Request Review of draft-ietf-manet-olsrv2-sec-threats
Requested revision No specific revision (document currently at 04)
Type Last Call Review
Team Ops Directorate (opsdir)
Deadline 2016-12-20
Requested 2016-12-06
Authors Thomas H. Clausen , Ulrich Herberg , Jiazi Yi
Draft last updated 2017-01-10
Completed reviews Secdir Last Call review of -03 by Joseph A. Salowey (diff)
Genart Last Call review of -03 by Elwyn B. Davies (diff)
Opsdir Last Call review of -03 by Victor Kuarsingh (diff)
Assignment Reviewer Victor Kuarsingh
State Completed
Review review-ietf-manet-olsrv2-sec-threats-03-opsdir-lc-kuarsingh-2017-01-10
Reviewed revision 03 (document currently at 04)
Result Has Issues
Completed 2017-01-10
review-ietf-manet-olsrv2-sec-threats-03-opsdir-lc-kuarsingh-2017-01-10-00
Dear Authors,

I have reviewed this document as part of the Operational directorate's ongoing
effort to review all IETF documents being processed by the IESG.  These
comments were written with the intent of improving the operational aspects of
the IETF drafts. Comments that are not addressed in last call may be included
in AD reviews during the IESG review.  Document editors and WG chairs should
treat these comments just like any other last call comments.

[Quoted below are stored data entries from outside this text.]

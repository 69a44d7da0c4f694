//! Response verification.
//!
//! One check per `Then` step. Every comparison operates on parsed JSON
//! values, so key order and whitespace never matter. Failures report a
//! diff-style expected/actual message; precondition violations (missing
//! history, out-of-range fixture index) surface as their own error kinds.

use serde_json::Value;

use restcheck_domain::compare::{first_element_or_whole, json_equal, mismatch};
use restcheck_domain::ApiResponse;

use crate::context::ScenarioContext;
use crate::error::{HarnessError, HarnessResult};
use crate::fixtures::FixtureStore;
use crate::schema;

/// Executes response checks against the scenario context.
#[derive(Debug, Clone, Copy)]
pub struct Verifier<'a> {
    fixtures: &'a FixtureStore,
}

impl<'a> Verifier<'a> {
    /// Creates a verifier over the given fixture store.
    #[must_use]
    pub const fn new(fixtures: &'a FixtureStore) -> Self {
        Self { fixtures }
    }

    /// The last response's status code equals `expected`.
    ///
    /// # Errors
    ///
    /// Fails with the expected and actual codes.
    pub fn status_code(&self, ctx: &ScenarioContext, expected: u16) -> HarnessResult<()> {
        let actual = ctx.last()?.status;
        if actual == expected {
            Ok(())
        } else {
            Err(HarnessError::Assertion(mismatch(
                "status code",
                &expected,
                &actual,
            )))
        }
    }

    /// The last response body conforms to the named schema fixture.
    ///
    /// # Errors
    ///
    /// Fails listing every schema violation; fixture problems surface as
    /// infrastructure errors.
    pub fn matches_schema(&self, ctx: &ScenarioContext, name: &str) -> HarnessResult<()> {
        let schema = self.fixtures.schema(name)?;
        let body = ctx.last()?.json()?;
        schema::check(&schema, &body)
    }

    /// The last response body is a JSON array with exactly `expected`
    /// elements.
    ///
    /// # Errors
    ///
    /// Fails with both lengths, or when the body is not an array.
    pub fn array_len(&self, ctx: &ScenarioContext, expected: usize) -> HarnessResult<()> {
        let actual = ctx.last()?.json_array()?.len();
        if actual == expected {
            Ok(())
        } else {
            Err(HarnessError::Assertion(mismatch(
                "results array length",
                &expected,
                &actual,
            )))
        }
    }

    /// The last response body structurally equals the named
    /// expected-response fixture.
    ///
    /// # Errors
    ///
    /// Fails with both documents rendered as JSON.
    pub fn matches_fixture(&self, ctx: &ScenarioContext, name: &str) -> HarnessResult<()> {
        let expected = self.fixtures.expected_response(name)?;
        let actual = ctx.last()?.json()?;
        Self::expect_equal("response body", &expected, &actual)
    }

    /// The last response body structurally equals the element at the
    /// given 1-based index of the named array fixture.
    ///
    /// # Errors
    ///
    /// Returns [`HarnessError::FixtureIndexOutOfBounds`] for an index
    /// past the fixture's end, and an assertion failure when the fixture
    /// is not an array or the element differs.
    pub fn matches_fixture_element(
        &self,
        ctx: &ScenarioContext,
        index: usize,
        name: &str,
    ) -> HarnessResult<()> {
        let fixture = self.fixtures.expected_response(name)?;
        let Value::Array(elements) = fixture else {
            return Err(HarnessError::Assertion(format!(
                "fixture '{name}' is not a JSON array; cannot index into it"
            )));
        };
        let expected = index
            .checked_sub(1)
            .and_then(|i| elements.get(i))
            .ok_or(HarnessError::FixtureIndexOutOfBounds {
                index,
                len: elements.len(),
            })?;
        let actual = ctx.last()?.json()?;
        Self::expect_equal("response body", expected, &actual)
    }

    /// The named top-level field of the last response body equals the
    /// expected value.
    ///
    /// # Errors
    ///
    /// Fails when the body is not an object, the field is absent, or the
    /// values differ.
    pub fn field_equals(
        &self,
        ctx: &ScenarioContext,
        field: &str,
        expected: &Value,
    ) -> HarnessResult<()> {
        let body = ctx.last()?.json()?;
        let Value::Object(object) = &body else {
            return Err(HarnessError::Assertion(format!(
                "response body is not a JSON object: {body}"
            )));
        };
        let actual = object.get(field).ok_or_else(|| {
            HarnessError::Assertion(format!(
                "field '{field}' not present in response body; available fields: [{}]",
                object.keys().cloned().collect::<Vec<_>>().join(", ")
            ))
        })?;
        Self::expect_equal(&format!("field '{field}'"), expected, actual)
    }

    /// The last response body's key set equals the table's key set, and
    /// every value matches the table's string cell.
    ///
    /// Numbers compare against the cell by their canonical JSON
    /// rendering, so a cell of `1` matches the number `1`.
    ///
    /// # Errors
    ///
    /// Fails on a key-set difference or any value mismatch.
    pub fn matches_table(
        &self,
        ctx: &ScenarioContext,
        rows: &[(String, String)],
    ) -> HarnessResult<()> {
        let body = ctx.last()?.json()?;
        let Value::Object(object) = &body else {
            return Err(HarnessError::Assertion(format!(
                "response body is not a JSON object: {body}"
            )));
        };

        let actual_keys: std::collections::BTreeSet<&str> =
            object.keys().map(String::as_str).collect();
        let expected_keys: std::collections::BTreeSet<&str> =
            rows.iter().map(|(k, _)| k.as_str()).collect();
        if actual_keys != expected_keys {
            return Err(HarnessError::Assertion(mismatch(
                "response body key set",
                &format!("{expected_keys:?}"),
                &format!("{actual_keys:?}"),
            )));
        }

        for (key, expected_cell) in rows {
            // Key-set equality above guarantees presence.
            let Some(actual) = object.get(key) else {
                continue;
            };
            let rendered = match actual {
                Value::String(s) => s.clone(),
                other => other.to_string(),
            };
            if &rendered != expected_cell {
                return Err(HarnessError::Assertion(mismatch(
                    &format!("field '{key}'"),
                    expected_cell,
                    &rendered,
                )));
            }
        }
        Ok(())
    }

    /// The last response body structurally equals `{}`.
    ///
    /// # Errors
    ///
    /// Fails with the actual body.
    pub fn empty_object(&self, ctx: &ScenarioContext) -> HarnessResult<()> {
        let actual = ctx.last()?.json()?;
        let empty = Value::Object(serde_json::Map::new());
        Self::expect_equal("response body", &empty, &actual)
    }

    /// The last two responses in the history carry the same
    /// representation: an array body compares by its first element,
    /// anything else compares whole.
    ///
    /// # Errors
    ///
    /// Returns [`HarnessError::InsufficientHistory`] for a history
    /// shorter than two, and an assertion failure on mismatch or when an
    /// array body is empty.
    pub fn responses_identical(&self, ctx: &ScenarioContext) -> HarnessResult<()> {
        let (previous, last) = ctx.last_two()?;
        let previous = Self::representation(previous)?;
        let last = Self::representation(last)?;
        Self::expect_equal("response bodies", &previous, &last)
    }

    fn representation(response: &ApiResponse) -> HarnessResult<Value> {
        let parsed = response.json()?;
        first_element_or_whole(&parsed).cloned().ok_or_else(|| {
            HarnessError::Assertion(
                "response body is an empty array; nothing to compare".to_string(),
            )
        })
    }

    fn expect_equal(what: &str, expected: &Value, actual: &Value) -> HarnessResult<()> {
        if json_equal(expected, actual) {
            Ok(())
        } else {
            Err(HarnessError::Assertion(mismatch(what, expected, actual)))
        }
    }
}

Document Reviewed - Security Threats for the Optimized Link State Routing
Protocol version 2 Link to Document -
https://tools.ietf.org/html/draft-ietf-manet-olsrv2-sec-threats-03

Summary:

The document analyzes currently assessed (known) security threats for the
OLSRv2 protocol and how these threats may impact a Mobile Ad Hoc Network
(MANET).  The document points to reference documents such as RFC7186, RFC7183,
RFC7188 and RFC7181 and expands on the explanation of security vulnerabilities
and how such vulnerabilities can be mitigated by currently documented security
mechanisms.

Text updates (suggestions / recommendations) are provided below the general
feedback.

General Comments and Feedback:

Overall the document does cover the intention described per the abstract
(summarized above).   Descriptions of the vulnerabilities seem consistent with
documents such as RFC7186 and RFC8183 which already cover detailed explanation
of similar material.

A few comments are noted in the in-line text overview below (some NITs /
suggestions on wording), and a preference for avoiding such conventions which
use taxonomy like "fresh", "lie" with preference for other options like
"recent", "incorrect/ erroneous " may be better suited for such a document.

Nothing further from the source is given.